Information shown:

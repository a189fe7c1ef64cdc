// src/data_analysis/axis_profile.rs

use serde::Serialize;

use crate::constants::DEGENERATE_OVERSHOOT_PERCENT;
use crate::data_analysis::step_metrics::StepResponse;

/// Mean step-response behaviour of one axis.
#[derive(Debug, Clone, Default, PartialEq, Serialize)]
pub struct AxisStepProfile {
    /// Every analyzed response, degenerate ones included.
    pub responses: Vec<StepResponse>,
    pub mean_overshoot: f64,
    pub mean_rise_time_ms: f64,
    pub mean_settling_time_ms: f64,
    pub mean_latency_ms: f64,
    pub mean_tracking_error_rms: f64,
    pub mean_steady_state_error: f64,
    pub mean_ringing_count: f64,
}

impl AxisStepProfile {
    pub fn step_count(&self) -> usize {
        self.responses.len()
    }

    pub fn has_steps(&self) -> bool {
        !self.responses.is_empty()
    }
}

/// A zero rise time paired with huge overshoot comes from a mis-detected step.
fn is_degenerate(response: &StepResponse) -> bool {
    response.rise_time_ms == 0.0 && response.overshoot_percent > DEGENERATE_OVERSHOOT_PERCENT
}

/// Averages the per-step metrics of one axis.
///
/// Degenerate responses are left out of the means unless every response is degenerate.
/// An empty input gives an all-zero profile.
pub fn aggregate_axis_metrics(responses: Vec<StepResponse>) -> AxisStepProfile {
    if responses.is_empty() {
        return AxisStepProfile::default();
    }

    let valid: Vec<&StepResponse> = responses.iter().filter(|r| !is_degenerate(r)).collect();
    let included: Vec<&StepResponse> = if valid.is_empty() {
        responses.iter().collect()
    } else {
        valid
    };

    let mean_of = |metric: fn(&StepResponse) -> f64| -> f64 {
        included.iter().map(|r| metric(r)).sum::<f64>() / included.len() as f64
    };
    let tracking: Vec<f64> = included.iter().filter_map(|r| r.tracking_error_rms).collect();
    let mean_tracking_error_rms = if tracking.is_empty() {
        0.0
    } else {
        tracking.iter().sum::<f64>() / tracking.len() as f64
    };

    AxisStepProfile {
        mean_overshoot: mean_of(|r| r.overshoot_percent),
        mean_rise_time_ms: mean_of(|r| r.rise_time_ms),
        mean_settling_time_ms: mean_of(|r| r.settling_time_ms),
        mean_latency_ms: mean_of(|r| r.latency_ms),
        mean_steady_state_error: mean_of(|r| r.steady_state_error_percent),
        mean_ringing_count: mean_of(|r| r.ringing_count as f64),
        mean_tracking_error_rms,
        responses,
    }
}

What you need to do: Above are some lines. Repeat exactly, and only, those from the line that has "self.responses.len()" through the line that has "an all-zero profile.".

Response to this task:
        self.responses.len()
    }

    pub fn has_steps(&self) -> bool {
        !self.responses.is_empty()
    }
}

/// A zero rise time paired with huge overshoot comes from a mis-detected step.
fn is_degenerate(response: &StepResponse) -> bool {
    response.rise_time_ms == 0.0 && response.overshoot_percent > DEGENERATE_OVERSHOOT_PERCENT
}

/// Averages the per-step metrics of one axis.
///
/// Degenerate responses are left out of the means unless every response is degenerate.
/// An empty input gives an all-zero profile.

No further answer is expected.